The first large account of an epidemic was that of the Plague of Athens in 430 BC described by Thucydides, of which the Library of Pharmaceutical and Pharmacological Sciences of the University of Padova has an English translation from 1752 attached to a work by Hippocrates, which also includes a treatise on epidemics. From the description, it is assumed that the disease could have been epidemic typhus or smallpox rather than the bubonic plague.

A local example is the work of Girolamo Mercuriale, De pestilentia, from 1601 (digital copy), in which the Paduan professor describes the 1575 plague of Padua and Venice. It is curious that Mercuriale, when called to consult with other illustrious doctors of Venice, had not identified the epidemic at its outset. As a follower of Hippocrates, the author attributed the quality of air as the origin of the plague: this was the classic theory regarding miasma, prior to the scientific theory of the contagion, which ascribed the origin of the plague to a change of air in substance, which involved putrification. The use of the beak mask containing a mixture of aromatic herbs for doctors dealing the pest resulted from this.

The Library of Pharmaceutical and Pharmacological Sciences of the University of Padova has the 1805 edict (digital copy) containing the provisions from the Emperor of Austria to the government and health authorities (the Magistrato di Sanità) of the Imperial Royal Governor General of Venice in the event of an outbreak: to ensure the effectiveness of "preventive measures" (p. 15) a thick network of public health authorities is organised, a cordon sanitaire is instituted to control trade and the movement of goods and people and for the prevention of infections, and lazarets to quarantine those infected. The edict also describes the communication chain in the case of a plague, penalties in the event of resistance or in omission of a health alarm, compensation for expulsions and forced requisition and awards for "extraordinary service": "they can absolutely count on a special subsidy from His Majesty due to His major recognition, as for the above mentioned Doctors and Politicians, in form of pensions and other benefits, to widows and orphans after the death of those relatives who died for the common good” (p. 7).

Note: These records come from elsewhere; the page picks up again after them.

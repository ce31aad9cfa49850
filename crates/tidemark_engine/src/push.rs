//! Push of locally dirty rows.
//!
//! Dirty rows are checked one by one against the live remote document.
//! Rows the remote has overtaken are adopted locally as clean; the rest get
//! `version + 1` and the push time as `updated_at`, and are written in
//! atomic batches. A row is marked clean only after its batch committed.

use crate::clock::{Clock, SystemClock};
use crate::config::SyncConfig;
use crate::error::{SyncError, SyncResult};
use crate::guard::InFlight;
use crate::outcome::{RunOutcome, Stage};
use crate::store::{CleanMark, LocalStore, RemoteStore, WriteBatch};
use std::sync::atomic::{AtomicBool, Ordering};
use std::sync::Arc;
use tidemark_protocol::{ConflictResolver, RemoteDocument, Side, SyncRecord};
use tracing::{debug, info, warn};

/// Summary of one push run.
#[derive(Debug, Clone, Default, PartialEq, Eq)]
pub struct PushReport {
    /// Collection pushed.
    pub collection: String,
    /// The run did nothing because another push of this collection was in flight.
    pub skipped: bool,
    /// Dirty rows considered.
    pub considered: usize,
    /// Rows written to the remote store and marked clean.
    pub pushed: usize,
    /// Rows the remote had overtaken, adopted locally instead.
    pub adopted_remote: usize,
    /// Rows pushed over a remote document lacking version or updated_at.
    pub over_malformed: usize,
    /// Batches committed.
    pub batches: usize,
}

impl PushReport {
    fn new(collection: &str) -> Self {
        Self {
            collection: collection.to_string(),
            ..Default::default()
        }
    }
}

/// Pushes dirty local rows, one collection per run.
pub struct PushEngine<L: LocalStore, R: RemoteStore> {
    config: SyncConfig,
    local: Arc<L>,
    remote: Arc<R>,
    clock: Arc<dyn Clock>,
    in_flight: InFlight,
    cancelled: AtomicBool,
}

impl<L: LocalStore, R: RemoteStore> PushEngine<L, R> {
    /// Creates a push engine on the system clock.
    pub fn new(config: SyncConfig, local: Arc<L>, remote: Arc<R>) -> Self {
        Self {
            config,
            local,
            remote,
            clock: Arc::new(SystemClock),
            in_flight: InFlight::new(),
            cancelled: AtomicBool::new(false),
        }
    }

    /// Replaces the clock.
    pub fn with_clock(mut self, clock: Arc<dyn Clock>) -> Self {
        self.clock = clock;
        self
    }

    /// Cancels in-flight runs before their next remote call.
    pub fn cancel(&self) {
        self.cancelled.store(true, Ordering::SeqCst);
    }

    /// Resets the cancelled flag.
    pub fn reset_cancel(&self) {
        self.cancelled.store(false, Ordering::SeqCst);
    }

    fn check_cancelled(&self) -> SyncResult<()> {
        if self.cancelled.load(Ordering::SeqCst) {
            Err(SyncError::Cancelled)
        } else {
            Ok(())
        }
    }

    /// Runs one push of `collection`. Every error requests a retry.
    pub async fn run(&self, collection: &str) -> RunOutcome<PushReport> {
        let Some(_guard) = self.in_flight.try_claim(collection) else {
            info!(collection, "push already in flight; skipping");
            return RunOutcome::Success(PushReport {
                skipped: true,
                ..PushReport::new(collection)
            });
        };
        let result = self.try_run(collection).await;
        RunOutcome::from_result(Stage::Push, Some(collection), result)
    }

    /// Runs one push, returning errors instead of an outcome.
    pub async fn try_run(&self, collection: &str) -> SyncResult<PushReport> {
        self.config.validate()?;
        let mut report = PushReport::new(collection);

        let dirty = self
            .local
            .query_dirty(collection, self.config.push_batch_size)
            .await?;
        report.considered = dirty.len();
        if dirty.is_empty() {
            debug!(collection, "nothing to push");
            return Ok(report);
        }
        info!(collection, dirty = dirty.len(), "push started");

        let mut to_push = Vec::with_capacity(dirty.len());
        let mut adopted = Vec::new();
        for row in dirty {
            self.check_cancelled()?;
            match self.remote.get_document(collection, &row.id).await? {
                None => to_push.push(row),
                Some(doc) => match self.classify(collection, row, doc, &mut report) {
                    Decision::Push(row) => to_push.push(row),
                    Decision::Adopt(record) => adopted.push(record),
                },
            }
        }

        if !adopted.is_empty() {
            report.adopted_remote = adopted.len();
            self.local.upsert_batch(collection, adopted).await?;
        }

        let pushed_at = self.clock.now();
        let limit = self.remote.max_batch_size().max(1);
        for chunk in to_push.chunks(limit) {
            self.check_cancelled()?;

            let mut batch = WriteBatch::new();
            let mut marks = Vec::with_capacity(chunk.len());
            for row in chunk {
                let mut outgoing = row.clone();
                outgoing.version += 1;
                outgoing.updated_at = pushed_at;
                outgoing.is_dirty = false;
                batch.set(collection, RemoteDocument::from_record(&outgoing));
                marks.push(CleanMark {
                    id: row.id.clone(),
                    version: outgoing.version,
                    pushed_updated_at: row.updated_at,
                });
            }

            self.remote.commit_batch(batch).await?;
            self.local.mark_clean(collection, &marks, pushed_at).await?;
            report.pushed += chunk.len();
            report.batches += 1;
            debug!(collection, rows = chunk.len(), "committed push batch");
        }

        info!(
            collection,
            pushed = report.pushed,
            adopted_remote = report.adopted_remote,
            over_malformed = report.over_malformed,
            batches = report.batches,
            "push finished"
        );
        Ok(report)
    }

    fn classify(
        &self,
        collection: &str,
        row: SyncRecord,
        doc: RemoteDocument,
        report: &mut PushReport,
    ) -> Decision {
        let Some(remote_stamp) = doc.stamp() else {
            warn!(
                collection,
                id = %row.id,
                "remote document lacks version or updated_at; pushing local copy over it"
            );
            report.over_malformed += 1;
            return Decision::Push(row);
        };
        if !ConflictResolver::remote_wins(row.stamp(), remote_stamp) {
            return Decision::Push(row);
        }

        let remote = match SyncRecord::try_from(doc) {
            Ok(remote) => remote,
            Err(err) => {
                warn!(
                    collection,
                    id = %row.id,
                    reason = %err,
                    "cannot adopt remote document; pushing"
                );
                report.over_malformed += 1;
                return Decision::Push(row);
            }
        };
        debug!(collection, id = %row.id, version = remote.version, "remote is newer; adopting");
        match ConflictResolver::merge(row, remote) {
            (Side::Remote, record) => Decision::Adopt(record),
            // remote_wins already ruled this out
            (Side::Local, row) => Decision::Push(row),
        }
    }
}

enum Decision {
    Push(SyncRecord),
    Adopt(SyncRecord),
}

Severe penalties were established, sentries are obliged to shoot and "prison from five to ten years" (p. 11), for anyone violating the Cordon Sanitaire with the illegal importation of goods, outside of the allowed access points and ports, "neglecting to show up at the designated Health Offices as scheduled" (p. 10) or falsification of transportation documents or sanitation documents. In the case of "evident inadvertence... the penalty may be reduced, depending on the circumstances to a punishment of a beating by sticks" (p.11). Same punishment for anyone escaping the lazarets and one to five years of prison for those "guilty of concealing anything dangerous with regards to Public Health" (p. 13).